川田氏は、知的障害者が自立するのを妨げているのは、両親(及び周辺)の保護にあると考え、障害者自らが生き抜くための力をつけさせるため、変化に富んだ山の斜面で、身体を動かしながら働く作業や生活を通じ機能訓練をはかることを考えます。そして、自然な中で、ひもじさに耐えたあとの食事のうまさ、暑さ・寒さに耐えたあとの涼しさと暖かさ、疲れたあとの休息、空腹を耐えたあとの食べる喜び等、生きることの喜びを身体を通して味わうことのできる生活の中から、自らの情緒を安定させ、やる気をつける。
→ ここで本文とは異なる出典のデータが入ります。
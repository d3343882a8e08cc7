//! RGBA color type and the pad's predefined palette.

/// Represents an RGBA color with floating-point components.
///
/// All components are in the range 0.0 (minimum) to 1.0 (maximum).
#[derive(Clone, Copy, Debug, PartialEq)]
pub struct Color {
    /// Red component (0.0 = no red, 1.0 = full red)
    pub r: f64,
    /// Green component
    pub g: f64,
    /// Blue component
    pub b: f64,
    /// Alpha/transparency (0.0 = fully transparent, 1.0 = fully opaque)
    pub a: f64,
}

impl Color {
    /// Creates a new color from RGBA components.
    pub fn new(r: f64, g: f64, b: f64, a: f64) -> Self {
        Self { r, g, b, a }
    }

    /// Creates a color from 0-255 RGB components at the default pad opacity.
    pub fn from_rgb8(r: u8, g: u8, b: u8) -> Self {
        Self {
            r: r as f64 / 255.0,
            g: g as f64 / 255.0,
            b: b as f64 / 255.0,
            a: DEFAULT_OPACITY,
        }
    }

    /// Returns the same color with a different alpha.
    pub fn with_alpha(self, a: f64) -> Self {
        Self { a, ..self }
    }
}

/// Default opacity for pad controls.
pub const DEFAULT_OPACITY: f64 = 0.75;

// ============================================================================
// Predefined Color Constants (default button palette)
// ============================================================================

pub const RED: Color = Color {
    r: 1.0,
    g: 0.0,
    b: 0.0,
    a: DEFAULT_OPACITY,
};

pub const GREEN: Color = Color {
    r: 0.0,
    g: 1.0,
    b: 0.0,
    a: DEFAULT_OPACITY,
};

pub const BLUE: Color = Color {
    r: 0.0,
    g: 0.0,
    b: 1.0,
    a: DEFAULT_OPACITY,
};

pub const PURPLE: Color = Color {
    r: 1.0,
    g: 0.0,
    b: 1.0,
    a: DEFAULT_OPACITY,
};

pub const YELLOW: Color = Color {
    r: 1.0,
    g: 1.0,
    b: 0.0,
    a: DEFAULT_OPACITY,
};

pub const CYAN: Color = Color {
    r: 0.0,
    g: 1.0,
    b: 1.0,
    a: DEFAULT_OPACITY,
};

pub const BLACK: Color = Color {
    r: 0.0,
    g: 0.0,
    b: 0.0,
    a: DEFAULT_OPACITY,
};

pub const WHITE: Color = Color {
    r: 1.0,
    g: 1.0,
    b: 1.0,
    a: DEFAULT_OPACITY,
};

// ============================================================================
// Joystick sub-palette
// ============================================================================

/// Colors for the four layers of the joystick rendering stack.
pub mod joystick {
    use super::Color;

    /// Outer base circle.
    pub const BASE: Color = Color {
        r: 0.0,
        g: 0.0,
        b: 0.0,
        a: 0.75,
    };

    /// Inner dust circle drawn over the base.
    pub const DUST: Color = Color {
        r: 1.0,
        g: 1.0,
        b: 1.0,
        a: 0.1,
    };

    /// Fixed center post.
    pub const STICK: Color = Color {
        r: 0.8,
        g: 0.8,
        b: 0.8,
        a: 1.0,
    };

    /// Moving ball that tracks the stick offset.
    pub const BALL: Color = Color {
        r: 1.0,
        g: 1.0,
        b: 1.0,
        a: 1.0,
    };

    /// Soft shadow under the moving ball.
    pub const SHADOW: Color = Color {
        r: 0.0,
        g: 0.0,
        b: 0.0,
        a: 0.05,
    };
}

/// Maps color name strings to palette values.
///
/// Used by the configuration system to resolve named colors from the config
/// file or per-button overrides.
pub fn name_to_color(name: &str) -> Option<Color> {
    match name.to_lowercase().as_str() {
        "red" => Some(RED),
        "green" => Some(GREEN),
        "blue" => Some(BLUE),
        "purple" => Some(PURPLE),
        "yellow" => Some(YELLOW),
        "cyan" => Some(CYAN),
        "black" => Some(BLACK),
        "white" => Some(WHITE),
        _ => None,
    }
}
身体を動かし、汗を流して働くことをなによりも大切にするということを、生徒にたたきこみました。

当初は、周囲から厳しすぎるという指摘もあったものの、見るからに知的障害者が生き生きと作業し、またたくましくなっていくのを見て、感謝し涙を流す両親が数多くいたそうです。

その後、社会福祉法人には葡萄をワインにするための果実酒製造免許が下付されないため、まず1980年に川田昇氏の考えに賛同する父兄たちにより有限会社が設立され、1984年に酒類製造免許を得てワイン製造を始めたそうです。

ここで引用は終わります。